The injury, which he incurred last January, was at first diagnosed as a stretching of the anterior cruciate ligament. Later, doctors found that a lateral meniscus cartilage was torn as well, which dictated an operation. Meanwhile, Maravich struggled to strengthen the knee in his own way. The delay set him back for two months. When the season opened, Maravich was still trying to rehabilitate the knee at the same time he was running and cutting and changing directions on it. For protection the Pistol chose the same evil-looking two-pound steel brace that Joe Namath wore—no basketball player had ever used the thing. This experiment immediately resulted in recurring problems in his lower back, which caused him to miss part of the exhibition schedule.

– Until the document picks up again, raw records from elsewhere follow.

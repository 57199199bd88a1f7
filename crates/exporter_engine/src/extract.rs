use exporter_core::{Locator, MessageAccumulator, MessageId, RawMessageRecord, Sticker};
use exporter_logging::exporter_debug;
use scraper::{ElementRef, Html, Selector};

use crate::locator::{base_record, snapshot_root};
use crate::{CompiledSelectors, HtmlLocator, ItemSnapshot, ScrollHost};

/// Extends a base record in place with extra fields read from the item element.
pub type Enricher = Box<dyn Fn(ElementRef<'_>, &mut RawMessageRecord)>;

/// Turns captured items into records: base fields, then every enricher in order.
pub struct MessageExtractor {
    selectors: CompiledSelectors,
    enrichers: Vec<Enricher>,
}

impl MessageExtractor {
    pub fn new(selectors: CompiledSelectors) -> Self {
        Self {
            selectors,
            enrichers: Vec::new(),
        }
    }

    /// Extractor with the attachment and sticker enrichers registered.
    pub fn with_default_enrichers(selectors: CompiledSelectors) -> Self {
        let attachments = attachment_enricher(selectors.attachment_link.clone());
        let stickers = sticker_enricher(selectors.sticker.clone());
        let mut extractor = Self::new(selectors);
        extractor.register(attachments);
        extractor.register(stickers);
        extractor
    }

    pub fn register(&mut self, enricher: Enricher) {
        self.enrichers.push(enricher);
    }

    pub fn extract(&self, items: &[ItemSnapshot]) -> Vec<RawMessageRecord> {
        let records: Vec<_> = items.iter().map(|item| self.record(item)).collect();
        exporter_debug!("extracted {} records", records.len());
        records
    }

    /// Records for everything the accumulator kept, in discovery order.
    pub fn extract_accumulated(
        &self,
        accumulator: &MessageAccumulator<ItemSnapshot>,
    ) -> Vec<RawMessageRecord> {
        let items: Vec<ItemSnapshot> = accumulator
            .get_all()
            .into_iter()
            .map(|(_, item)| item)
            .collect();
        self.extract(&items)
    }

    /// Records for whatever the host renders right now.
    pub fn extract_live<H: ScrollHost>(&self, locator: &HtmlLocator<H>) -> Vec<RawMessageRecord> {
        self.extract(&locator.list_visible_items())
    }

    fn record(&self, item: &ItemSnapshot) -> RawMessageRecord {
        let fragment = Html::parse_fragment(&item.html);
        let Some(element) = snapshot_root(&fragment) else {
            return RawMessageRecord {
                id: item
                    .identity
                    .as_ref()
                    .map(MessageId::to_string)
                    .unwrap_or_default(),
                ..RawMessageRecord::default()
            };
        };
        let mut record = base_record(&self.selectors, element, item.identity.as_ref());
        for enrich in &self.enrichers {
            enrich(element, &mut record);
        }
        record
    }
}

/// Collects the `href` of every matching link.
pub fn attachment_enricher(links: Selector) -> Enricher {
    Box::new(move |item: ElementRef<'_>, record: &mut RawMessageRecord| {
        record.attachments = item
            .select(&links)
            .filter_map(|a| a.value().attr("href"))
            .map(ToString::to_string)
            .collect();
    })
}

/// Collects `data-id` / `data-name` of every matching sticker node.
pub fn sticker_enricher(stickers: Selector) -> Enricher {
    Box::new(move |item: ElementRef<'_>, record: &mut RawMessageRecord| {
        record.stickers = item
            .select(&stickers)
            .map(|node| Sticker {
                id: node.value().attr("data-id").map(ToString::to_string),
                name: node.value().attr("data-name").map(ToString::to_string),
            })
            .collect();
    })
}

Then, in November, Maravich lost 10 pounds when he came down with a bacterial infection that kept him in bed for five days and out of two regular-season games. Last week, the knee got to him again—ironically after a sparkling 33-point performance against Golden State. Tendinitis, a new ailment for him, had developed around his kneecap. He would miss at least two more games and face a classic sort of dilemma: the generally weakened state of his knee demands strengthening exercise; tendinitis, on the other hand, requires complete rest.